The frailty of the human existence, the whole of human suffering, can be boiled down to its essence when your ability to inhale, to exhale, has been compromised. To sit there, gasping for oxygen the way a celebutante seeks attention, the way the impoverished lay defeated after scouring their surroundings for nourishment. Without oxygen, there is no life. And with very little oxygen, a life can amount to very little.

My first real memory, at least, the first real memory that doesn’t need prompting or priming from witnesses, is of a nameless, faceless man being welcomed into our Niagara County home some 25 years ago, when I was a young, oblivious pup, with a bulky air compressor. Open it up, and there’s a transparent pliable tube and a spaceship-like plastic contraption.

pulmoaide-opendoor

Companion pieces: An eye-dropper of tasteless, colorless fluid. And another glass vial of yet another tasteless, colorless fluid.

This man instructed my parents (and, of course, I am paraphrasing, since I was four and since my memory of my meals from yesterday are foggy, I can’t imagine how patchwork my memory of events from a generation ago could be): “Take this spaceship-looking piece and unhook the top. Fill this dropper up to the 0.5 mark. Empty it into the spaceship-looking piece. Crack both ends of this glass tube. Liquid will dispense into the spaceship-looking piece. Screw the top back on.”

He continued, “Plug this tube into this air compressor nozzle. Plug the other end into this spaceship-looking thing. Place this mouthpiece into the mouth.”

And now, here I am, four years old, chained to a plastic, electrical monolith.

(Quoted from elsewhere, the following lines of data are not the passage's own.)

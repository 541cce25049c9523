//! Cancellable periodic trigger.
//!
//! A cadence is a deadline plus a period. It never fires on its own: the
//! owner calls [`Cadence::fire_if_due`] from its `tick()`. Cancelling clears
//! the deadline, so no late firing can happen once `cancel()` returns.

#[derive(Debug, Clone, PartialEq, Eq)]
pub struct Cadence {
    period_ms: u64,
    next_due_ms: Option<u64>,
}

impl Cadence {
    pub fn new(period_ms: u64) -> Self {
        Self {
            period_ms: period_ms.max(1),
            next_due_ms: None,
        }
    }

    pub fn period_ms(&self) -> u64 {
        self.period_ms
    }

    pub fn next_due_ms(&self) -> Option<u64> {
        self.next_due_ms
    }

    pub fn is_armed(&self) -> bool {
        self.next_due_ms.is_some()
    }

    /// Schedule the first firing one period after `now_ms`.
    pub fn arm(&mut self, now_ms: u64) {
        self.next_due_ms = Some(now_ms.saturating_add(self.period_ms));
    }

    pub fn cancel(&mut self) {
        self.next_due_ms = None;
    }

    /// Returns true at most once per call when the deadline has passed.
    ///
    /// Missed periods are skipped: after a long gap the next deadline lands
    /// on the first period boundary after `now_ms` rather than bursting.
    pub fn fire_if_due(&mut self, now_ms: u64) -> bool {
        let Some(due) = self.next_due_ms else {
            return false;
        };
        if now_ms < due {
            return false;
        }
        let behind = now_ms - due;
        let skipped = behind / self.period_ms;
        self.next_due_ms = Some(due + (skipped + 1) * self.period_ms);
        true
    }
}

#[cfg(test)]
mod tests {
    use super::*;

    #[test]
    fn unarmed_cadence_never_fires() {
        let mut c = Cadence::new(1000);
        assert!(!c.fire_if_due(10_000));
    }

    #[test]
    fn fires_once_per_period() {
        let mut c = Cadence::new(1000);
        c.arm(0);
        assert!(!c.fire_if_due(999));
        assert!(c.fire_if_due(1000));
        assert!(!c.fire_if_due(1500));
        assert!(c.fire_if_due(2000));
    }

    #[test]
    fn skips_missed_periods_without_burst() {
        let mut c = Cadence::new(1000);
        c.arm(0);
        assert!(c.fire_if_due(5_400));
        assert!(!c.fire_if_due(5_900));
        assert_eq!(c.next_due_ms(), Some(6_000));
    }

    #[test]
    fn cancel_prevents_late_fire() {
        let mut c = Cadence::new(200);
        c.arm(0);
        c.cancel();
        assert!(!c.fire_if_due(10_000));
    }

    #[test]
    fn zero_period_is_clamped() {
        let c = Cadence::new(0);
        assert_eq!(c.period_ms(), 1);
    }
}
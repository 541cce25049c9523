//! Auto-count ticker.
//!
//! Adds a rep every `interval` seconds and shows a per-second countdown to
//! the next one. Two cadences share one `running` flag: the display cadence
//! (1s) and the increment cadence (`interval`s). Stopping disarms both.

use std::fmt;

use super::cadence::Cadence;
use crate::clock::SharedClock;
use crate::events::Event;
use crate::feedback::{SharedFeedback, DEFAULT_PULSE_MS};

const DISPLAY_MS: u64 = 1000;

type IncrementHandler = Box<dyn FnMut() + Send>;

pub struct AutoCounter {
    clock: SharedClock,
    feedback: SharedFeedback,
    pulse_ms: u64,
    interval_secs: u64,
    countdown: u64,
    running: bool,
    display: Cadence,
    increment: Cadence,
    on_increment: Option<IncrementHandler>,
}

impl fmt::Debug for AutoCounter {
    fn fmt(&self, f: &mut fmt::Formatter<'_>) -> fmt::Result {
        f.debug_struct("AutoCounter")
            .field("interval_secs", &self.interval_secs)
            .field("countdown", &self.countdown)
            .field("running", &self.running)
            .field("on_increment", &self.on_increment.is_some())
            .finish()
    }
}

impl AutoCounter {
    /// `interval_secs` is clamped to at least one second.
    pub fn new(clock: SharedClock, feedback: SharedFeedback, interval_secs: u64) -> Self {
        let interval_secs = interval_secs.max(1);
        Self {
            clock,
            feedback,
            pulse_ms: DEFAULT_PULSE_MS,
            interval_secs,
            countdown: interval_secs,
            running: false,
            display: Cadence::new(DISPLAY_MS),
            increment: Cadence::new(interval_secs * 1000),
            on_increment: None,
        }
    }

    pub fn with_pulse_ms(mut self, pulse_ms: u64) -> Self {
        self.pulse_ms = pulse_ms;
        self
    }

    pub fn set_on_increment<F>(&mut self, handler: F)
    where
        F: FnMut() + Send + 'static,
    {
        self.on_increment = Some(Box::new(handler));
    }

    pub fn is_running(&self) -> bool {
        self.running
    }

    /// Seconds until the next automatic rep, as displayed.
    pub fn countdown(&self) -> u64 {
        self.countdown
    }

    pub fn interval_secs(&self) -> u64 {
        self.interval_secs
    }

    pub fn start(&mut self) -> Option<Event> {
        self.countdown = self.interval_secs;
        self.running = true;
        self.rebuild();
        self.feedback.pulse(self.pulse_ms);
        tracing::debug!(interval = self.interval_secs, "auto-count started");
        Some(Event::AutoCountStarted {
            interval_secs: self.interval_secs,
            at: self.clock.now(),
        })
    }

    /// Idempotent: returns `None` when already stopped.
    pub fn stop(&mut self) -> Option<Event> {
        self.display.cancel();
        self.increment.cancel();
        if !self.running {
            return None;
        }
        self.running = false;
        tracing::debug!("auto-count stopped");
        Some(Event::AutoCountStopped {
            at: self.clock.now(),
        })
    }

    pub fn reset_countdown(&mut self) {
        self.countdown = self.interval_secs;
    }

    /// Takes effect from the next boundary; both cadences are rebuilt.
    pub fn set_interval(&mut self, interval_secs: u64) {
        let interval_secs = interval_secs.max(1);
        if interval_secs == self.interval_secs {
            return;
        }
        self.interval_secs = interval_secs;
        self.increment = Cadence::new(interval_secs * 1000);
        if self.running {
            self.countdown = interval_secs;
            self.rebuild();
        } else {
            self.countdown = self.countdown.min(interval_secs);
        }
    }

    /// Poll both cadences. An increment firing wins over the display tick.
    pub fn tick(&mut self) -> Option<Event> {
        if !self.running {
            return None;
        }
        let now = self.clock.now_ms();
        let display_due = self.display.fire_if_due(now);
        if display_due {
            self.countdown = self.countdown.saturating_sub(1);
        }
        if self.increment.fire_if_due(now) {
            if let Some(handler) = self.on_increment.as_mut() {
                handler();
            }
            self.countdown = self.interval_secs;
            return Some(Event::AutoCountFired {
                interval_secs: self.interval_secs,
                at: self.clock.now(),
            });
        }
        if display_due {
            return Some(Event::AutoCountCountdown {
                seconds_until_next: self.countdown,
            });
        }
        None
    }

    fn rebuild(&mut self) {
        let now = self.clock.now_ms();
        self.display.cancel();
        self.increment.cancel();
        self.display.arm(now);
        self.increment.arm(now);
    }
}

The man looked at me, “Hold it straight.” The man looked at my parents, “Flip the switch and turn it on.”

Switch.

The noise that followed is the loudest, most unholy whirr I’ll ever recall. As the air compressor sucked pressure from the spaceship, the fluid began to steam. Deep breath in through the mouth. Deep breath out through the nose. Repeat for 15 minutes.

The smoke exodus out the front of the mouthpiece was bad. That was medicine, that was life, floating off into the either. Prevent that. Keep blowing. Keep inhaling. Keep exhaling.

A quarter-hour later, a 900 seconds of forcing a tyke to sit completely still, the switch was turned off. “How do you feel, son?”

Better.

And thus began a routine that commenced and concluded every day of my life for the next 15 years. The contraption, which became somewhat affectionately and somewhat disaffectionately monikered “The Machine”, became my de facto lifeline. A twice, and sometimes thrice daily link that allowed me, aspiring to just be a regular kid, several hours of uninhibited access to the most basic of all human needs: air.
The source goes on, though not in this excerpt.